Fixed by the commit whose message references `CentralUI-004`.
### CentralUI-005 — Session expiry implementation diverges from the documented policy
| | |
|--|--|
| Severity | Medium |
| Category | Design-document adherence |
| Status | Resolved |
| Location | `src/ScadaLink.CentralUI/Auth/AuthEndpoints.cs:47-81`; `src/ScadaLink.CentralUI/Components/Shared/SessionExpiry.razor:18-30` |
**Description**
CLAUDE.md (Security & Auth) specifies "15-minute expiry with sliding refresh,
30-minute idle timeout." `AuthEndpoints` instead sets a single fixed
`expires_at = UtcNow + 30 minutes` claim and a 30-minute cookie `ExpiresUtc`,
with no sliding refresh and no separate idle vs absolute timeout.
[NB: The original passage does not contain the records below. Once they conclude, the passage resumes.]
//! Core error types for graph parsing
//!
//! Every parser reports failures as a [`ParseError`] carrying the position of
//! the offending input. [`GraphError`] wraps it together with the failures
//! that can happen around a parse (I/O, unknown format names).

use std::fmt;
use thiserror::Error;

/// A 1-based line/column location in the parsed text
#[derive(Debug, Clone, Copy, PartialEq, Eq, Hash, Default, serde::Serialize)]
pub struct Position {
    pub line: usize,
    pub column: usize,
}

impl Position {
    pub fn new(line: usize, column: usize) -> Self {
        Self { line, column }
    }

    /// Position of a byte offset inside `text`, counting from line 1, column 1
    pub fn from_offset(text: &str, offset: usize) -> Self {
        let offset = offset.min(text.len());
        let before = &text[..offset];
        let line = before.matches('\n').count() + 1;
        let column = match before.rfind('\n') {
            Some(nl) => before[nl + 1..].chars().count() + 1,
            None => before.chars().count() + 1,
        };
        Self { line, column }
    }

    /// Rebase a position that is relative to a span starting at `origin`
    pub fn relative_to(self, origin: Position) -> Self {
        if self.line <= 1 {
            Self {
                line: origin.line,
                column: origin.column + self.column.saturating_sub(1),
            }
        } else {
            Self {
                line: origin.line + self.line - 1,
                column: self.column,
            }
        }
    }
}

impl fmt::Display for Position {
    fn fmt(&self, f: &mut fmt::Formatter<'_>) -> fmt::Result {
        write!(f, "line {}, column {}", self.line, self.column)
    }
}

/// Failures raised while parsing any of the supported formats
#[derive(Error, Debug, Clone, PartialEq, Eq)]
pub enum ParseError {
    #[error("Unterminated block: '{opener}' opened at {position} is never closed")]
    UnterminatedBlock { opener: char, position: Position },

    #[error("Unexpected token '{found}' at {position}, expected {expected}")]
    UnexpectedToken {
        found: String,
        expected: String,
        position: Position,
    },

    #[error("Unexpected character '{found}' at {position}")]
    UnexpectedCharacter { found: char, position: Position },

    #[error("Edge from '{from}' at {position} never receives a target node")]
    DanglingEdge { from: String, position: Position },

    #[error("Group close ')' at {position} has no open group")]
    UnmatchedGroupClose { position: Position },

    #[error("{count} group(s) still open at end of input, innermost '{name}' opened at {position}")]
    UnclosedGroup {
        name: String,
        count: usize,
        position: Position,
    },

    #[error("Missing required field '{field}' in {block} block at {position}")]
    MissingRequiredField {
        block: &'static str,
        field: &'static str,
        position: Position,
    },

    #[error("No edge operator in '{text}' at {position}")]
    MissingEdgeOperator { text: String, position: Position },

    #[error("Nesting deeper than {limit} levels at {position}")]
    NestingTooDeep { limit: usize, position: Position },
}

impl ParseError {
    /// Create an unexpected-token error
    pub fn unexpected(
        found: impl Into<String>,
        expected: impl Into<String>,
        position: Position,
    ) -> Self {
        Self::UnexpectedToken {
            found: found.into(),
            expected: expected.into(),
            position,
        }
    }

    /// Location the error refers to
    pub fn position(&self) -> Position {
        match self {
            Self::UnterminatedBlock { position, .. }
            | Self::UnexpectedToken { position, .. }
            | Self::UnexpectedCharacter { position, .. }
            | Self::DanglingEdge { position, .. }
            | Self::UnmatchedGroupClose { position }
            | Self::UnclosedGroup { position, .. }
            | Self::MissingRequiredField { position, .. }
            | Self::MissingEdgeOperator { position, .. }
            | Self::NestingTooDeep { position, .. } => *position,
        }
    }

    /// Rebase the error's position onto the span that started at `origin`
    pub fn relative_to(self, origin: Position) -> Self {
        self.map_position(|position| position.relative_to(origin))
    }

    /// Replace the error's position with `f` applied to it
    pub fn map_position(mut self, f: impl FnOnce(Position) -> Position) -> Self {
        let mapped = f(self.position());
        match &mut self {
            Self::UnterminatedBlock { position, .. }
            | Self::UnexpectedToken { position, .. }
            | Self::UnexpectedCharacter { position, .. }
            | Self::DanglingEdge { position, .. }
            | Self::UnmatchedGroupClose { position }
            | Self::UnclosedGroup { position, .. }
            | Self::MissingRequiredField { position, .. }
            | Self::MissingEdgeOperator { position, .. }
            | Self::NestingTooDeep { position, .. } => *position = mapped,
        }
        self
    }
}

/// Crate-level error for the parse entry points
#[derive(Error, Debug)]
pub enum GraphError {
    #[error("Parse error: {0}")]
    Parse(#[from] ParseError),

    #[error("IO error: {source}")]
    IoError {
        #[from]
        source: std::io::Error,
    },

    #[error("Unknown input format: {name}")]
    UnknownFormat { name: String },
}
`SessionExpiry.razor` schedules a single hard redirect at that fixed time. The
result is a hard 30-minute cap with no sliding renewal — an active user is
logged out mid-session, and there is no 15-minute component at all.
**Recommendation**
Either implement the documented policy (sliding 15-minute token with refresh on
activity, plus a 30-minute idle cutoff) or update the design docs to match the
fixed 30-minute model. The code and the documented decision must agree.
**Resolution**
Resolved 2026-05-16 (commit `<pending>`) — cross-module fix (CentralUI +
Security), explicitly authorized. Root cause confirmed against the source:
`AddCookie` (`ScadaLink.Security/ServiceCollectionExtensions.cs`) set neither
`ExpireTimeSpan` nor `SlidingExpiration`; `AuthEndpoints` stamped a fixed
`expires_at = UtcNow + 30 min` claim and a 30-minute absolute cookie
`ExpiresUtc`; `SessionExpiry.razor` scheduled one hard redirect at that fixed
instant — a hard 30-minute cap, no sliding renewal, no 15-minute component.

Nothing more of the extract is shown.